(Dataset excerpts)
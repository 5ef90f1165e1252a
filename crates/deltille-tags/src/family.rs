//! Family metadata and packed marker codes.

use deltille_core::LatticeKind;
use serde::Serialize;

/// A fixed AprilTag/DelTag-style code family.
#[derive(Clone, Copy, Debug, Serialize)]
pub struct TagFamily {
    /// Family name as written in board specifications (e.g. `aprilTag36h11`).
    pub name: &'static str,
    /// Lattice the codes are designed for.
    pub lattice: LatticeKind,
    /// Number of payload bits per marker (a perfect square: 16, 25, 36).
    pub bit_count: usize,
    /// Minimum Hamming distance between any two codes of the family.
    pub min_hamming: u8,
    /// One code per marker id, least significant bit = bit 0.
    #[serde(skip)]
    pub codes: &'static [u64],
}

impl TagFamily {
    /// Bits along one side of the marker: `round(√bit_count)`.
    #[inline]
    pub fn side_bits(&self) -> usize {
        (self.bit_count as f64).sqrt().round() as usize
    }

    /// Number of distinct marker ids.
    #[inline]
    pub fn len(&self) -> usize {
        self.codes.len()
    }

    #[inline]
    pub fn is_empty(&self) -> bool {
        self.codes.is_empty()
    }

    /// Code for marker `id`, or `None` past the end of the table.
    #[inline]
    pub fn code(&self, id: u32) -> Option<u64> {
        self.codes.get(id as usize).copied()
    }
}
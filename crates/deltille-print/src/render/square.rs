//! Square lattice: checkerboard cells with AprilTag-style markers.
//!
//! ```text
//! +-------------+
//! | black border|
//! |   +-----+   |
//! |   |3210 |   |   first row (lowest y) holds bits k-1..0 left to right,
//! |   |7654 |   |   each following row is k bits higher
//! |   +-----+   |
//! +-------------+
//! ```

use deltille_core::{square, LatticeKind};
use geo::Polygon;

use super::{bit_is_set, Tiling};

#[derive(Clone, Copy, Debug, Default)]
pub struct SquareTiling;

impl Tiling for SquareTiling {
    const KIND: LatticeKind = LatticeKind::Square;

    fn cell(x: f64, y: f64, edge: f64) -> Polygon<f64> {
        square(x, y, edge)
    }

    fn one_bit_length(edge: f64, side_bits: usize, tag_border: f64) -> f64 {
        edge / (side_bits as f64 + 2.0 * tag_border)
    }

    fn marker_bits(
        x: f64,
        y: f64,
        edge: f64,
        side_bits: usize,
        tag_border: f64,
        code: u64,
    ) -> Vec<Polygon<f64>> {
        let k = side_bits;
        let bit_len = Self::one_bit_length(edge, k, tag_border);
        let border = tag_border * bit_len;

        let mut bits = Vec::new();
        for r in 0..k {
            for c in 0..k {
                let bit = k - 1 + r * k - c;
                if bit_is_set(code, bit) {
                    bits.push(square(
                        x + border + c as f64 * bit_len,
                        y + border + r as f64 * bit_len,
                        bit_len,
                    ));
                }
            }
        }
        bits
    }
}
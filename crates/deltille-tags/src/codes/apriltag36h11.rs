//! AprilTag 36h11, minimum Hamming distance 11.
//!
//! Codes use the classic row-major layout: the most significant bit is the
//! top-left data cell and bits run left to right, top row first.
//!
//! Only ids 0..15 of the 587-code family are carried.

#[rustfmt::skip]
pub const APRILTAG_36H11: [u64; 15] = [
    0xd5d628584, 0xd97f18b49, 0xdd280910e, 0xe479e9c98,
    0xebcbca822, 0xf31dab3ac, 0x056a5d085, 0x10652e1d4,
    0x22b1dfead, 0x265ad0472, 0x34fe91b86, 0x3ff962cd5,
    0x43a25329a, 0x474b4385f, 0x4e9d243e9,
];
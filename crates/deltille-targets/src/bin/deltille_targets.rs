//! deltille-targets CLI: generate printable calibration boards.

use std::path::PathBuf;
use std::process::ExitCode;

use clap::{ArgAction, Args, Parser, Subcommand};
use deltille_targets::print::{designs, write_design_outputs, DesignConfig, OutputOptions};
use deltille_targets::{BoardSpec, CodeTable, PaperFormat};

#[cfg(not(feature = "tracing"))]
use deltille_targets::core::{init_with_level, level_from_verbosity};
#[cfg(feature = "tracing")]
use tracing_log::LogTracer;

type CliError = Box<dyn std::error::Error>;
type CliResult<T> = Result<T, CliError>;

const DEFAULT_DESIGN: &str = "a4_checkerboard";

#[derive(Parser)]
#[command(name = "deltille-targets")]
#[command(about = "Generate checkerboard and deltille calibration targets with embedded tags")]
#[command(version)]
struct Cli {
    /// Increase log verbosity (-v info, -vv debug, -vvv trace).
    #[arg(short, long, action = ArgAction::Count, global = true)]
    verbose: u8,

    #[command(subcommand)]
    command: Commands,
}

#[derive(Subcommand)]
enum Commands {
    /// Render a design to SVG pages and a `.dsc` corner description.
    Generate(GenerateArgs),

    /// List built-in designs.
    Designs,

    /// List built-in tag families.
    Families,
}

#[derive(Debug, Clone, Args)]
struct GenerateArgs {
    /// Output path; pages are written next to it as `<stem>-<board>.svg`.
    #[arg(default_value = "pattern.svg")]
    output: PathBuf,

    /// Built-in design name (default: a4_checkerboard).
    #[arg(long, conflicts_with = "config")]
    design: Option<String>,

    /// JSON design file with custom boards.
    #[arg(long)]
    config: Option<PathBuf>,

    /// Offset added to every tag id, e.g. to print a second copy of a target.
    #[arg(long, default_value_t = 0)]
    tag_id_offset: u32,

    /// Paper format (a0, a0b, a1, ..., a5, letter, legal).
    #[arg(long, default_value_t = PaperFormat::A4)]
    paper_format: PaperFormat,

    /// Also write a grayscale PNG preview of every page at this DPI (1 to 600).
    #[arg(long)]
    png_dpi: Option<f64>,

    /// Also write a JSON report next to the description file.
    #[arg(long)]
    json: bool,

    /// Write the resolved design as a JSON config and continue.
    #[arg(long)]
    save_config: Option<PathBuf>,
}

fn main() -> ExitCode {
    let cli = Cli::parse();
    init_logging(cli.verbose);

    let result = match cli.command {
        Commands::Generate(args) => run_generate(&args),
        Commands::Designs => run_designs(),
        Commands::Families => run_families(),
    };
    match result {
        Ok(()) => ExitCode::SUCCESS,
        Err(err) => {
            eprintln!("error: {err}");
            ExitCode::FAILURE
        }
    }
}

#[cfg(not(feature = "tracing"))]
fn init_logging(verbose: u8) {
    if let Err(err) = init_with_level(level_from_verbosity(verbose)) {
        eprintln!("warning: logger already installed: {err}");
    }
}

/// With tracing enabled, `RUST_LOG` controls verbosity instead of `-v`.
#[cfg(feature = "tracing")]
fn init_logging(_verbose: u8) {
    let _ = LogTracer::init();
    deltille_targets::core::init_tracing(false);
}

fn load_boards(args: &GenerateArgs) -> CliResult<(String, Vec<BoardSpec>)> {
    if let Some(path) = &args.config {
        let config = DesignConfig::load_json(path)?;
        let name = config
            .name
            .clone()
            .unwrap_or_else(|| path.display().to_string());
        return Ok((name, config.into_boards()));
    }
    let name = args.design.as_deref().unwrap_or(DEFAULT_DESIGN);
    Ok((name.to_string(), designs::design_by_name(name)?))
}

fn run_generate(args: &GenerateArgs) -> CliResult<()> {
    let (name, boards) = load_boards(args)?;
    log::info!("design {name}: {} board(s)", boards.len());

    if let Some(path) = &args.save_config {
        DesignConfig::new(name.clone(), boards.clone()).write_json(path)?;
        println!("wrote design config to {}", path.display());
    }

    let opts = OutputOptions {
        paper: args.paper_format,
        tag_id_offset: args.tag_id_offset,
        png_dpi: args.png_dpi,
        json: args.json,
    };
    let written = write_design_outputs(&CodeTable::builtin(), &boards, &args.output, &opts)?;

    for page in written.pages.iter().chain(&written.previews) {
        println!("wrote {}", page.display());
    }
    println!("wrote {}", written.description.display());
    if let Some(report) = &written.report {
        println!("wrote {}", report.display());
    }
    Ok(())
}

fn run_designs() -> CliResult<()> {
    for name in designs::design_names() {
        let boards = designs::design_by_name(name)?;
        let markers: usize = boards.iter().map(BoardSpec::marker_count).sum();
        println!(
            "{name:<16} {} board(s), {} marker(s), {}",
            boards.len(),
            markers,
            boards
                .first()
                .map(|b| b.tag_family.as_str())
                .unwrap_or("-")
        );
    }
    Ok(())
}

fn run_families() -> CliResult<()> {
    for family in CodeTable::builtin().families() {
        println!(
            "{:<14} {:<10} {:>2} bits  hamming {}  {} codes",
            family.name,
            family.lattice.as_str(),
            family.bit_count,
            family.min_hamming,
            family.len()
        );
    }
    Ok(())
}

__What you are asked to do__. Once you find the line with "#[serde(skip)]" in the entries above, output it and each line after it up to and including the line with "const KIND: LatticeKind", and nothing else.

__Written answer__.
    #[serde(skip)]
    pub codes: &'static [u64],
}

impl TagFamily {
    /// Bits along one side of the marker: `round(√bit_count)`.
    #[inline]
    pub fn side_bits(&self) -> usize {
        (self.bit_count as f64).sqrt().round() as usize
    }

    /// Number of distinct marker ids.
    #[inline]
    pub fn len(&self) -> usize {
        self.codes.len()
    }

    #[inline]
    pub fn is_empty(&self) -> bool {
        self.codes.is_empty()
    }

    /// Code for marker `id`, or `None` past the end of the table.
    #[inline]
    pub fn code(&self, id: u32) -> Option<u64> {
        self.codes.get(id as usize).copied()
    }
}
filename crates/deltille-print/src/render/square.rs
//! Square lattice: checkerboard cells with AprilTag-style markers.
//!
//! ```text
//! +-------------+
//! | black border|
//! |   +-----+   |
//! |   |3210 |   |   first row (lowest y) holds bits k-1..0 left to right,
//! |   |7654 |   |   each following row is k bits higher
//! |   +-----+   |
//! +-------------+
//! ```

use deltille_core::{square, LatticeKind};
use geo::Polygon;

use super::{bit_is_set, Tiling};

#[derive(Clone, Copy, Debug, Default)]
pub struct SquareTiling;

impl Tiling for SquareTiling {
    const KIND: LatticeKind = LatticeKind::Square;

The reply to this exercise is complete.